A few months into 2020 turned most of our worlds upside down. I wasn’t exactly heart broken when my gym closed and when it reopened I was already accustomed to running a mile outdoors a few times a week followed by a simple weight routine at home. Cue in Indiana’s winter weather. Although I’m certain that I’m strong as nails, running in less than 70 degree weather just isn’t fun. And I like fun.
From the outside looking in, I don’t think I look ‘swoll’ or anything, and my yoga pants still fit, but I know from experience that there are not many options for extra weight to go on a 5’1″ frame. I’ve tried convincing myself that this is the curvier, more voluptuous Me. Deep down, though, I know it’s more about how I feel than how I look. And I feel about as sexy as that Shar-Pei.
Recently, I spent some time in a hotel and was able to reignite my love for running on the fitness room treadmill. My endorphins kicked in each day I ran one mile. I was energized and happy. As for holiday eating, I felt I did a decent job of moderation; I neither denied nor gorged. I walked into work on the Monday after New Year and weighed myself. 130 pounds. No bueno. Remember the 140 lb. Me that looks like I have eaten Me? Knowing I haven’t gained even one inch of height since my last pregnancy, I was properly scared into action mode.
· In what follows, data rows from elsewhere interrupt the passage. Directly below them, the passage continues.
//! DashMap Bookmark Backend
//!
//! Implements BookmarkBackend in memory using DashMap. Positions last as
//! long as the process; useful for embedding and tests.

use crate::domain::error::PersistenceError;
use crate::domain::ports::BookmarkBackend;
use crate::domain::value_objects::{Bookmark, StreamKey};
use dashmap::DashMap;
use std::collections::BTreeMap;

/// In-memory bookmark backend.
pub struct DashMapBookmarkBackend {
    bookmarks: DashMap<StreamKey, Bookmark>,
}

impl DashMapBookmarkBackend {
    pub fn new() -> Self {
        Self {
            bookmarks: DashMap::new(),
        }
    }

    /// Seed a position, as an operator restoring state would.
    pub fn with_bookmark(self, key: StreamKey, bookmark: impl Into<Bookmark>) -> Self {
        self.bookmarks.insert(key, bookmark.into());
        self
    }

    pub fn len(&self) -> usize {
        self.bookmarks.len()
    }

    pub fn is_empty(&self) -> bool {
        self.bookmarks.is_empty()
    }

    /// Copy of all positions, ordered by key.
    pub fn snapshot(&self) -> BTreeMap<StreamKey, Bookmark> {
        self.bookmarks
            .iter()
            .map(|e| (e.key().clone(), e.value().clone()))
            .collect()
    }
}

impl Default for DashMapBookmarkBackend {
    fn default() -> Self {
        Self::new()
    }
}

impl BookmarkBackend for DashMapBookmarkBackend {
    fn load(&self, key: &StreamKey) -> Result<Option<Bookmark>, PersistenceError> {
        Ok(self.bookmarks.get(key).map(|e| e.value().clone()))
    }

    fn persist(&self, key: &StreamKey, bookmark: &Bookmark) -> Result<(), PersistenceError> {
        self.bookmarks.insert(key.clone(), bookmark.clone());
        Ok(())
    }
}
Even though I despise the time commitment and expense, I begrudgingly considered rejoining the gym. But, just in the nick of time, a friend texted & mentioned Dry January. This was the perfect slight tweak that could start a good momentum. I would be ashamed to know my caloric intake from tasty libations and I recalled my sister once lost a quick 10 lbs. when she gave up cola/soda/pop. (same parents from pic above) By the end of the first week, I convinced myself and my friend, that to remain invigorated about this endeavor and to feel like I have any fun in life, I permit myself 1 cheat day each week.
By Friday of the same week, without any altering of my eating habits or normal activities, I was down to 125. Maybe I was wearing a lighter sweater, but I’ll take it! This past Saturday, I enjoyed my first cheat day while cheering on my heart-breaking home team. I was asleep by the end of drink #2. This reminded me of 2 related truths that I already knew but tend to forget:
- absence of anything creates more appreciation for its presence
- saturation of anything causes less effect and less appreciation
Passenger actually sings a very good song about this contrast. When I go out to eat over and over, I can’t wait to have a home-cooked meal. When I’m surrounded by incessant sound, I crave silence. Sex is a little bit more fire-worky when it’s been awhile. And, when I enjoy my vices a little too often, they sincerely aren’t as enjoyable.
My Dry January friend & I have both completed a 13.1 mile road race. I’m pretty sure she takes Top Bada$ when it comes to distance running, having completed more consecutive miles than a mini, which is a feat I haven’t and won’t do. This shared success means we know mind over matter and won’t quit. Cheat days help me avoid suffocating on lack of freedom, which would lead to a piss poor attitude. By February 3rd I have to muster enough confidence to don a bathing suit al sur de la frontera. With an abundance of ridiculously over-complicated water and my desire set on a manifested treadmill, I’m nearly convinced this habit may serve me longer than a month or a year.